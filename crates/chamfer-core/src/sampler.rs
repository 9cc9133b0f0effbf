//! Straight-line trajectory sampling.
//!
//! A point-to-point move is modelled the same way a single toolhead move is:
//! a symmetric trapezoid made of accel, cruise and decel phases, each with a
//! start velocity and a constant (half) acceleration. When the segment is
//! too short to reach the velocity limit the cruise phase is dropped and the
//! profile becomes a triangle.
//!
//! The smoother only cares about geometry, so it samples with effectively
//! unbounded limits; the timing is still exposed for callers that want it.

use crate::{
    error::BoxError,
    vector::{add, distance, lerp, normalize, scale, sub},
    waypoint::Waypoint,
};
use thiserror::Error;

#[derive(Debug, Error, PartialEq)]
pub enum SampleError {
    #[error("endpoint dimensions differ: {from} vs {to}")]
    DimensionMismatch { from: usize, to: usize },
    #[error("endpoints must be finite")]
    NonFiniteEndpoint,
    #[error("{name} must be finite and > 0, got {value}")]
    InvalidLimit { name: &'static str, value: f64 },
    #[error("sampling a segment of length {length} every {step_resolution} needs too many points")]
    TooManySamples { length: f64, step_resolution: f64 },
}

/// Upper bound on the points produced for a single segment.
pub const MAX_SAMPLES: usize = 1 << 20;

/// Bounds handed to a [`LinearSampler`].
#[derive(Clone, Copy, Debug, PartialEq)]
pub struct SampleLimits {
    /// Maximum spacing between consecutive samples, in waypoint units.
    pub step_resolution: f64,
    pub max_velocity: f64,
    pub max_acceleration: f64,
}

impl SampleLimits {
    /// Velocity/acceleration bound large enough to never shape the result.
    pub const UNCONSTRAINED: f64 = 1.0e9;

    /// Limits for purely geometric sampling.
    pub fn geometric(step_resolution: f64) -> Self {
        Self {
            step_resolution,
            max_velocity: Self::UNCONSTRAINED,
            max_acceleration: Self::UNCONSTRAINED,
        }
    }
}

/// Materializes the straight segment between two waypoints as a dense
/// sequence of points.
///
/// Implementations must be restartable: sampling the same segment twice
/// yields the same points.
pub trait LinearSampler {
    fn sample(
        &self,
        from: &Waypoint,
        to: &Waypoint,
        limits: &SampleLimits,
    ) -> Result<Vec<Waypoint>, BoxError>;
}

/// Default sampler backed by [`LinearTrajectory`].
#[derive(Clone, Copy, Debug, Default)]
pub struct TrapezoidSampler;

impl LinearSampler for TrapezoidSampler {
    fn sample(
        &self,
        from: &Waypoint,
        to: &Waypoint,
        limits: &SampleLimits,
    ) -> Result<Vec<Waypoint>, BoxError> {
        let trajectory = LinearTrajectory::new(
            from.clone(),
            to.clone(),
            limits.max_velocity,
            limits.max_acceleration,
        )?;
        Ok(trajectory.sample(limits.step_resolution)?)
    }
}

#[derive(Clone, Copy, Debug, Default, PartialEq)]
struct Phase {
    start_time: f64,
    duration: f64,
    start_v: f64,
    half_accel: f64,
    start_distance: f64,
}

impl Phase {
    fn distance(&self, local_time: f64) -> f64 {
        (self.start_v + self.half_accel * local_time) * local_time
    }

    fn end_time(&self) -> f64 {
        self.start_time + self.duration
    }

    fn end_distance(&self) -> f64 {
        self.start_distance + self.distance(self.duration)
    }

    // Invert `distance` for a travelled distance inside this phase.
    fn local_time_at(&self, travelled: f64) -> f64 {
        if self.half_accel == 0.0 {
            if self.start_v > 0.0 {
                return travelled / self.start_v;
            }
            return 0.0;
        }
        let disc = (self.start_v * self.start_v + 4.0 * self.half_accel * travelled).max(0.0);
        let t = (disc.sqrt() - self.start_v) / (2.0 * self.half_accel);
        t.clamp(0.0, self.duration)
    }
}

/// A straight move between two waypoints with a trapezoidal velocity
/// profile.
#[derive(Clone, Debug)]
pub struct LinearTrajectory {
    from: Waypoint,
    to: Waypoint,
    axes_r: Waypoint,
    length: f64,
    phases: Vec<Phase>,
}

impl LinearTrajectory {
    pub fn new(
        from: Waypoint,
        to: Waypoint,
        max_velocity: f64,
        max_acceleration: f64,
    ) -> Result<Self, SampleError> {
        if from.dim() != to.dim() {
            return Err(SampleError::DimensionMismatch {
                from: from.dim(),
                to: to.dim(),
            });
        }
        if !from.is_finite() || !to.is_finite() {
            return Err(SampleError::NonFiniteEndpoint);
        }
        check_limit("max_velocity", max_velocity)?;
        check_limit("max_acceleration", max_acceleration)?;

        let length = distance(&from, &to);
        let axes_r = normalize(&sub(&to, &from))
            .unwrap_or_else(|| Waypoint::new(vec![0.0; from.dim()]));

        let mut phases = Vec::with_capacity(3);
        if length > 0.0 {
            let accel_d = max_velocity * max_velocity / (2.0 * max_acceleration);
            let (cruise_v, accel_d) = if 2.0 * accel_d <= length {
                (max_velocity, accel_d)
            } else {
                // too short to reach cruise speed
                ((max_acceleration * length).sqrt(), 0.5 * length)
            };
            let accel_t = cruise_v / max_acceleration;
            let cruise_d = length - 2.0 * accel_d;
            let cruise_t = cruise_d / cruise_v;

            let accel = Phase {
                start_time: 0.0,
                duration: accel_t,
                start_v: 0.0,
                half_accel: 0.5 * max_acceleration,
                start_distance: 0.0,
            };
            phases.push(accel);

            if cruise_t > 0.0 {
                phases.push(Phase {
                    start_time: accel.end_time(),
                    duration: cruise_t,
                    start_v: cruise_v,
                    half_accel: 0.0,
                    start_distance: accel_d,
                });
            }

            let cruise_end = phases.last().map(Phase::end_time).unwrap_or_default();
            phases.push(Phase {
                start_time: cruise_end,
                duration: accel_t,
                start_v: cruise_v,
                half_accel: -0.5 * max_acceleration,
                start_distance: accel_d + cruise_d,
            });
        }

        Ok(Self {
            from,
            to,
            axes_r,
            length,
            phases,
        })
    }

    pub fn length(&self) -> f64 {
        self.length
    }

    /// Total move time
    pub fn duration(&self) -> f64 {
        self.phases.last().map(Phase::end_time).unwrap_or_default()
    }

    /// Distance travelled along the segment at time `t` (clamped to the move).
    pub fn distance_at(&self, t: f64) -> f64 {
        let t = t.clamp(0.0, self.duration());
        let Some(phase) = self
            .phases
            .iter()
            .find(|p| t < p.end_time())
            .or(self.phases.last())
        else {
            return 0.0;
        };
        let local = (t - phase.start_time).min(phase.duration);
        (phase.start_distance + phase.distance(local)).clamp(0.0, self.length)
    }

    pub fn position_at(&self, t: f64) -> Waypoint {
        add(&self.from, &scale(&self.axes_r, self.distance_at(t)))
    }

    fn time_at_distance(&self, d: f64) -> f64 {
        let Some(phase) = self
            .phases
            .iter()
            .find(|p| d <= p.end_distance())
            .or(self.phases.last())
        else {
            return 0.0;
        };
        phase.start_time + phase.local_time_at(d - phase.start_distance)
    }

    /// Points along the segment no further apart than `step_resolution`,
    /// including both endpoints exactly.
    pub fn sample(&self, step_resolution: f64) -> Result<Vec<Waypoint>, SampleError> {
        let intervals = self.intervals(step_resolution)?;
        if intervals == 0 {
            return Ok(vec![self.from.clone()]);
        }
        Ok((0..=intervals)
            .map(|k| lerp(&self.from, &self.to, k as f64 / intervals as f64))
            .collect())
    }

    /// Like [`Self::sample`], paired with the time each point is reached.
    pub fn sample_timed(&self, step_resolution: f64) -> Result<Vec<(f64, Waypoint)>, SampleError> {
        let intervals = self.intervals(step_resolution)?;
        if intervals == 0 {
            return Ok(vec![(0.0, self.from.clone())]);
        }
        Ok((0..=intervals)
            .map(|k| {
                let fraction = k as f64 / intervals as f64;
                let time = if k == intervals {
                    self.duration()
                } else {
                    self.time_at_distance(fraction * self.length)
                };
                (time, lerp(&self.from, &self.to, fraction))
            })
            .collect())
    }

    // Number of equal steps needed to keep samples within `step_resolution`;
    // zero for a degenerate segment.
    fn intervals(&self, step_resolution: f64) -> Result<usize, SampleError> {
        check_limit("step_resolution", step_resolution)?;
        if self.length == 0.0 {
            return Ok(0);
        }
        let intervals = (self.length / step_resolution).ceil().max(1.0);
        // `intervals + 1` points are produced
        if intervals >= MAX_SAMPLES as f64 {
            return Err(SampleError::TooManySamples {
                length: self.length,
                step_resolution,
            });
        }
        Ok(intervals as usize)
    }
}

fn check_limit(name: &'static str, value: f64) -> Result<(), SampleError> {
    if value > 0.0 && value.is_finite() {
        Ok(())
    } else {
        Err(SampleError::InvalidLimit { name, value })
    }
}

· · · · ·

◆ What to do:
If a line above contains the word "SampleLimits", list it.

◆ Solved exercise:
pub struct SampleLimits {
impl SampleLimits {
        limits: &SampleLimits,
        limits: &SampleLimits,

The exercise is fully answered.